[[ Entries supplied open ]]
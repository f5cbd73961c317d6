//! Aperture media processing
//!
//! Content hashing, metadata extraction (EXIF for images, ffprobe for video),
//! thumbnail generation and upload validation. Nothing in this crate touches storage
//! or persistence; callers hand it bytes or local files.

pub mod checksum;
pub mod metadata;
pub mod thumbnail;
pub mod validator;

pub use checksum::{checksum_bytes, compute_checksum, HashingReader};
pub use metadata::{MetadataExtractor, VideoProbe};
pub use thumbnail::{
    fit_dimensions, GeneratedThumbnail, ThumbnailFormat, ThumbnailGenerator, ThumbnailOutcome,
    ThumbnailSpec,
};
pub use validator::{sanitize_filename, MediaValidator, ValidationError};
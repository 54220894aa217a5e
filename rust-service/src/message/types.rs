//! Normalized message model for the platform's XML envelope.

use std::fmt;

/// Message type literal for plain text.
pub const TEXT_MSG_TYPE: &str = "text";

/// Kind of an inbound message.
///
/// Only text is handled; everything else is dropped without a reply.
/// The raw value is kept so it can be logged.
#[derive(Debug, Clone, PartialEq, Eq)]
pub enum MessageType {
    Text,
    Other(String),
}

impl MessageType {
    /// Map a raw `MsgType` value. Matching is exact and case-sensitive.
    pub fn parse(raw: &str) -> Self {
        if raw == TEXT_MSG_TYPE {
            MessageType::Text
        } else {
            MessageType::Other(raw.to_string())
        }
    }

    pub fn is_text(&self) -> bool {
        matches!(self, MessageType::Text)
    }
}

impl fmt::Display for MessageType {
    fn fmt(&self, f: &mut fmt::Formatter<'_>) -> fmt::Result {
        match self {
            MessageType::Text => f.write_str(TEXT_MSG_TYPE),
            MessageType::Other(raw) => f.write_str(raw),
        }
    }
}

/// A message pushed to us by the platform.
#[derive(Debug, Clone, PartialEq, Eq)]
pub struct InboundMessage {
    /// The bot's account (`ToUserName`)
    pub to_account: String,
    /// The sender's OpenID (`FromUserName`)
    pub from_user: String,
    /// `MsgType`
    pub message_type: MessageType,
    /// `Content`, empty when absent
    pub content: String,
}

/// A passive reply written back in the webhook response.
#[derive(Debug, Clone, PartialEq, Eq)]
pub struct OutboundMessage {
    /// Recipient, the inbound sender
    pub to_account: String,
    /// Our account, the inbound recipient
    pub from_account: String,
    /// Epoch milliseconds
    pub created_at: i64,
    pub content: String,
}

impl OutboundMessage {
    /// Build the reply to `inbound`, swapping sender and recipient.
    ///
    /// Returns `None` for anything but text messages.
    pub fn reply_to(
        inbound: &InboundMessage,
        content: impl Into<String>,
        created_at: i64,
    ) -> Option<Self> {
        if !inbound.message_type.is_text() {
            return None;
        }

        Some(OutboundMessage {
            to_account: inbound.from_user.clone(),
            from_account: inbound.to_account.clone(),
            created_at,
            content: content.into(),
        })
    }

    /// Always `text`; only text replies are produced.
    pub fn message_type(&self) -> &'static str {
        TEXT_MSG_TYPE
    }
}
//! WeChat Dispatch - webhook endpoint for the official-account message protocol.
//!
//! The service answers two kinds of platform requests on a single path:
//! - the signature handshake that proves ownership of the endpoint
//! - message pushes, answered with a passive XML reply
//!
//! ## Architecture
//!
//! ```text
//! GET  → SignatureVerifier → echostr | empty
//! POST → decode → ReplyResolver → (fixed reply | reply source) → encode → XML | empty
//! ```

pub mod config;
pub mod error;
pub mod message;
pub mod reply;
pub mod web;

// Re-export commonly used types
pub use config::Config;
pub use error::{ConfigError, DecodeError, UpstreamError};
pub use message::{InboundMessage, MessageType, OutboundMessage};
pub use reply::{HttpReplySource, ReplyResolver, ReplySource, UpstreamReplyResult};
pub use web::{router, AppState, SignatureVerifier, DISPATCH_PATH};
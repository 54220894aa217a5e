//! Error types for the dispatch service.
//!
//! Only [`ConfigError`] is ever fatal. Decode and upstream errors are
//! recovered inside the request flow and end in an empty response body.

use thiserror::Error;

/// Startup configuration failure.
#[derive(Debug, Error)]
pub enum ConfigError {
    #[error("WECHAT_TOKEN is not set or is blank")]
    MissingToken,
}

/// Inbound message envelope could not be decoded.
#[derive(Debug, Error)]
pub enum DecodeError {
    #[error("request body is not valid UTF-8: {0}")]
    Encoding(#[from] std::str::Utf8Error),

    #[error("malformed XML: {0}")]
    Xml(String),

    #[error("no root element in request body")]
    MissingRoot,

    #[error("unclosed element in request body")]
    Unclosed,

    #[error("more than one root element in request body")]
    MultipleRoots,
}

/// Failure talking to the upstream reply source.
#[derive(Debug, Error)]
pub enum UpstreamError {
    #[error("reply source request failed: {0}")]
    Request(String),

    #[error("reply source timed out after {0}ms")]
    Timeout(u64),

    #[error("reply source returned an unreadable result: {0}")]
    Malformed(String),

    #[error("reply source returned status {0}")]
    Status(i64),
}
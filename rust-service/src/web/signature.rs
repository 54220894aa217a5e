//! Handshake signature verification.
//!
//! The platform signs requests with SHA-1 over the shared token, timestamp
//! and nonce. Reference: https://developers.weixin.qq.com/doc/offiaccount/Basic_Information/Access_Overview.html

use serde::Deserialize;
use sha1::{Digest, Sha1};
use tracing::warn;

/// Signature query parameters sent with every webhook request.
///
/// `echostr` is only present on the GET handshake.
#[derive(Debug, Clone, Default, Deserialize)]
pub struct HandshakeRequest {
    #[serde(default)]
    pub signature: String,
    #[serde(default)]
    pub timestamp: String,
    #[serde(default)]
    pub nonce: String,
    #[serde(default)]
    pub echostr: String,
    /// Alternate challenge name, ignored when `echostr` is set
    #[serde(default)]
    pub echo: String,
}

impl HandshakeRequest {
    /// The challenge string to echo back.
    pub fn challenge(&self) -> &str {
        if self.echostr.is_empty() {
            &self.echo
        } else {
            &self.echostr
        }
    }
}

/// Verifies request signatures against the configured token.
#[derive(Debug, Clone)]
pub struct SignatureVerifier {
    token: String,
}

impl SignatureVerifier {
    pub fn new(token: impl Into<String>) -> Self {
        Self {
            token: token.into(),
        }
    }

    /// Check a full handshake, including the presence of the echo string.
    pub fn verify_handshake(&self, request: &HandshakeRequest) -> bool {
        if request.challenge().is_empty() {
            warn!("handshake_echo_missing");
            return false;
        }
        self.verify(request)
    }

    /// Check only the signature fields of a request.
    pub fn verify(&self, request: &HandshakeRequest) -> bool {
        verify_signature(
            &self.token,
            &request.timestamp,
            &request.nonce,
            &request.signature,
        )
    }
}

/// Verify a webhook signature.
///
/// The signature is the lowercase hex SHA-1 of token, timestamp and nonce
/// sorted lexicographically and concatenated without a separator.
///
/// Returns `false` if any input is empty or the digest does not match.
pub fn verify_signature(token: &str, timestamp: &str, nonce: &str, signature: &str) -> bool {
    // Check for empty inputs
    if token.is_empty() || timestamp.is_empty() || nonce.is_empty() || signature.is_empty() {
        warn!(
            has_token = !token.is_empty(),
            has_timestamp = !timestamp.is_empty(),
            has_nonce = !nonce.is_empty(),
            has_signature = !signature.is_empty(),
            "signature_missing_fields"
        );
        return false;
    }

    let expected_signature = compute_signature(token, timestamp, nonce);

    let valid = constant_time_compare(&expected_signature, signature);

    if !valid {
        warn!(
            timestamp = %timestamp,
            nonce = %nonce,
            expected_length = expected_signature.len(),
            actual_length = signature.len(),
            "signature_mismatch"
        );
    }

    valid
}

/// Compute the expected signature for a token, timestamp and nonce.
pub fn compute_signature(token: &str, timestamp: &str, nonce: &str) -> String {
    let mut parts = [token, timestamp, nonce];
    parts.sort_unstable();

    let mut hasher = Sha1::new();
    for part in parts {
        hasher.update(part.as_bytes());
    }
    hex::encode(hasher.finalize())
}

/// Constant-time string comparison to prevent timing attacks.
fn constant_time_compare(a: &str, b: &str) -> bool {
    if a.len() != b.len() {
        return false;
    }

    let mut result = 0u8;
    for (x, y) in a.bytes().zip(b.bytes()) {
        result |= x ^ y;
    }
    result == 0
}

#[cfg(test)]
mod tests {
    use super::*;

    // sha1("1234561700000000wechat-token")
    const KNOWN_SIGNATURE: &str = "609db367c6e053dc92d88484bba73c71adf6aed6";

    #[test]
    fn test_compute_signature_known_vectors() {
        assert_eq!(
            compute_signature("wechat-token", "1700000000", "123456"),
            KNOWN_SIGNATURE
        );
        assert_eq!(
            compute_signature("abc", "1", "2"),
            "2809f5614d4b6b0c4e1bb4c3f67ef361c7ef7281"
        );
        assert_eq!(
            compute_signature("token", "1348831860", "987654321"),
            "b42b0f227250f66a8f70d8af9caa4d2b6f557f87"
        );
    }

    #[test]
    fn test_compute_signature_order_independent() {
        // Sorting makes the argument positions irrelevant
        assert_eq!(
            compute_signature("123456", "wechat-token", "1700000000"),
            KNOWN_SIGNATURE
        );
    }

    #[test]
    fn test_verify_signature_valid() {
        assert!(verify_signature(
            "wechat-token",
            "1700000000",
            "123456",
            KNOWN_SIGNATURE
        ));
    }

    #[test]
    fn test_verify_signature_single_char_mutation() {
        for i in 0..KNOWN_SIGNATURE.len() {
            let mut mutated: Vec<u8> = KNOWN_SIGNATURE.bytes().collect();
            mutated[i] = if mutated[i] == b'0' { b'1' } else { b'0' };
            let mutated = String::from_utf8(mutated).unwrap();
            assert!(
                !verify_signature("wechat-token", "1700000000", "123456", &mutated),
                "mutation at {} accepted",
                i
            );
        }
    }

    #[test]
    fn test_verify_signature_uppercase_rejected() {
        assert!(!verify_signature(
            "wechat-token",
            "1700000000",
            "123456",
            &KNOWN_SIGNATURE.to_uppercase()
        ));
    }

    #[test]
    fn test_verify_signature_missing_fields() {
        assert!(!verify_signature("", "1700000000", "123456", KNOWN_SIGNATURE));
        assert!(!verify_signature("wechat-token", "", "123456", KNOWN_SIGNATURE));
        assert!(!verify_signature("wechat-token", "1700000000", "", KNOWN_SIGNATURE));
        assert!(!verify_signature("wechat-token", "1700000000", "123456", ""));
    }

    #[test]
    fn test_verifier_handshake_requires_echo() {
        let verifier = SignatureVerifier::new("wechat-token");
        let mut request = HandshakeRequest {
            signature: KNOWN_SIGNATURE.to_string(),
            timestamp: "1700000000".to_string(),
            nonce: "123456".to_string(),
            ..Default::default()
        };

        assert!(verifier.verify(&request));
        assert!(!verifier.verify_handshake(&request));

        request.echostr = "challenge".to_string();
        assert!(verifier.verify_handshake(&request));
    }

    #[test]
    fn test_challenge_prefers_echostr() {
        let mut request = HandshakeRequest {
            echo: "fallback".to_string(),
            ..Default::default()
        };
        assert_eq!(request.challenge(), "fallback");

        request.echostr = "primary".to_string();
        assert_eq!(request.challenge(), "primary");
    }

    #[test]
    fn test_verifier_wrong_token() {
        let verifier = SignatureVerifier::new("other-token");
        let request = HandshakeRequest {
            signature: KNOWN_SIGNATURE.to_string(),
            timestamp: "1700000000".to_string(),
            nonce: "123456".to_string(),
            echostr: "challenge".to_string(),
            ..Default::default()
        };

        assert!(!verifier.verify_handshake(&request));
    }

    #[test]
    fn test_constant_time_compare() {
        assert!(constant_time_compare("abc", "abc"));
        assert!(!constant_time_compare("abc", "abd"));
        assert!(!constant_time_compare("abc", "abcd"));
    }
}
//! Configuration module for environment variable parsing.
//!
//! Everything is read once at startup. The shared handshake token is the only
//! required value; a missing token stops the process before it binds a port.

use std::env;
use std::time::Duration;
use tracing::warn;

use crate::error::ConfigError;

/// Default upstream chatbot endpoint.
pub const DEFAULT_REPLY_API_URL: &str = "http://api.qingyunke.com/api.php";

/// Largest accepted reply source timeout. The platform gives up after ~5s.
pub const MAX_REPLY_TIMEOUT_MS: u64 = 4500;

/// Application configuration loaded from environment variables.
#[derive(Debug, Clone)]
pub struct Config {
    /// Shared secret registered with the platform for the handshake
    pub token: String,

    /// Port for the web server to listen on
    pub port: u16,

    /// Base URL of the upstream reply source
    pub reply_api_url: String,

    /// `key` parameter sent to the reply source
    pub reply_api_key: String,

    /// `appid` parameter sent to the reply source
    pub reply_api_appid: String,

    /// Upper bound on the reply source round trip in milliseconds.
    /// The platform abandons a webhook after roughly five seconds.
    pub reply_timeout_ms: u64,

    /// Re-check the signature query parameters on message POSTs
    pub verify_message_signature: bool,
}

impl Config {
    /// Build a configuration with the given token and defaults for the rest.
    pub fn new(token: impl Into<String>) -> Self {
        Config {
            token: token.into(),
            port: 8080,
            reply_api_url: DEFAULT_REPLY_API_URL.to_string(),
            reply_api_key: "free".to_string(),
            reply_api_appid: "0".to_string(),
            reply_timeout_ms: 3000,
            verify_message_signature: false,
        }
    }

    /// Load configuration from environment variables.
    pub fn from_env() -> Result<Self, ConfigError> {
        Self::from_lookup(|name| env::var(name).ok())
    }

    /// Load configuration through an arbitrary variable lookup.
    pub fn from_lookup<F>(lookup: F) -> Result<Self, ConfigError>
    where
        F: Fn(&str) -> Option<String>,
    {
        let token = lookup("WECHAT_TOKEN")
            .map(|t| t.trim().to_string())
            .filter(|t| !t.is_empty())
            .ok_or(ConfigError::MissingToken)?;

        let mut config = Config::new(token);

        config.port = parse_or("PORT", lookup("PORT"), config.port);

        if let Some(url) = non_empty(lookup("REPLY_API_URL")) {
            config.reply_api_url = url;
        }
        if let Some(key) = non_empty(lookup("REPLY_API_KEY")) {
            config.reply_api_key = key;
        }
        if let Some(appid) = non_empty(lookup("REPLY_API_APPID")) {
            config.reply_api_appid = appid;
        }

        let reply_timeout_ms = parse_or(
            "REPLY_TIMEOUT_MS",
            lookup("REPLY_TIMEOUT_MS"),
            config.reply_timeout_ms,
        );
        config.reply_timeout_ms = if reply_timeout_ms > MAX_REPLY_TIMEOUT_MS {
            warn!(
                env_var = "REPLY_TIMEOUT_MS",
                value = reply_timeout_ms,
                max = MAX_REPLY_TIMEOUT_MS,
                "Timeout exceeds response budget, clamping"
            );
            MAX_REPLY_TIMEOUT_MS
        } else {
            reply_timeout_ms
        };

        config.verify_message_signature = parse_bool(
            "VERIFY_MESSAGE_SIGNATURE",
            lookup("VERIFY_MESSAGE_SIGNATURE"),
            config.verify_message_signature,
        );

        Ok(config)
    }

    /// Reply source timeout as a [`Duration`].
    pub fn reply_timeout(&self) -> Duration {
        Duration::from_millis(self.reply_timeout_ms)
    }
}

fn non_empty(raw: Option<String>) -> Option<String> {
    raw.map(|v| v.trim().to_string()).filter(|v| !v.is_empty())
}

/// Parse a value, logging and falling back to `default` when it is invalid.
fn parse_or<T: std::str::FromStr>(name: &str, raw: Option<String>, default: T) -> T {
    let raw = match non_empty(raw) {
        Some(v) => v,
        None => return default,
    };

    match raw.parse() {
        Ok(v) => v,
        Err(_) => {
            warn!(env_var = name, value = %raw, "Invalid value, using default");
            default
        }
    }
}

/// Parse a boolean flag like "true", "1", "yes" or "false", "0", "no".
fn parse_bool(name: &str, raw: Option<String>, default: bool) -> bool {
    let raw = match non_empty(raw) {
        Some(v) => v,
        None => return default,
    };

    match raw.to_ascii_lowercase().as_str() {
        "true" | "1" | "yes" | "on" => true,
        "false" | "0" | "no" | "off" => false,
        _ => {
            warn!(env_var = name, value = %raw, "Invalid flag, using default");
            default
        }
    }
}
[[ Entries supplied closed ]]
* **Problem details**: Return exactly the lines from the beginning of the data above through the one containing "pub mod validator;", please. Include both end lines and add nothing else.

* **Reply**:
repository f5cbd73961c317d6
//! Aperture media processing
//!
//! Content hashing, metadata extraction (EXIF for images, ffprobe for video),
//! thumbnail generation and upload validation. Nothing in this crate touches storage
//! or persistence; callers hand it bytes or local files.

pub mod checksum;
pub mod metadata;
pub mod thumbnail;
pub mod validator;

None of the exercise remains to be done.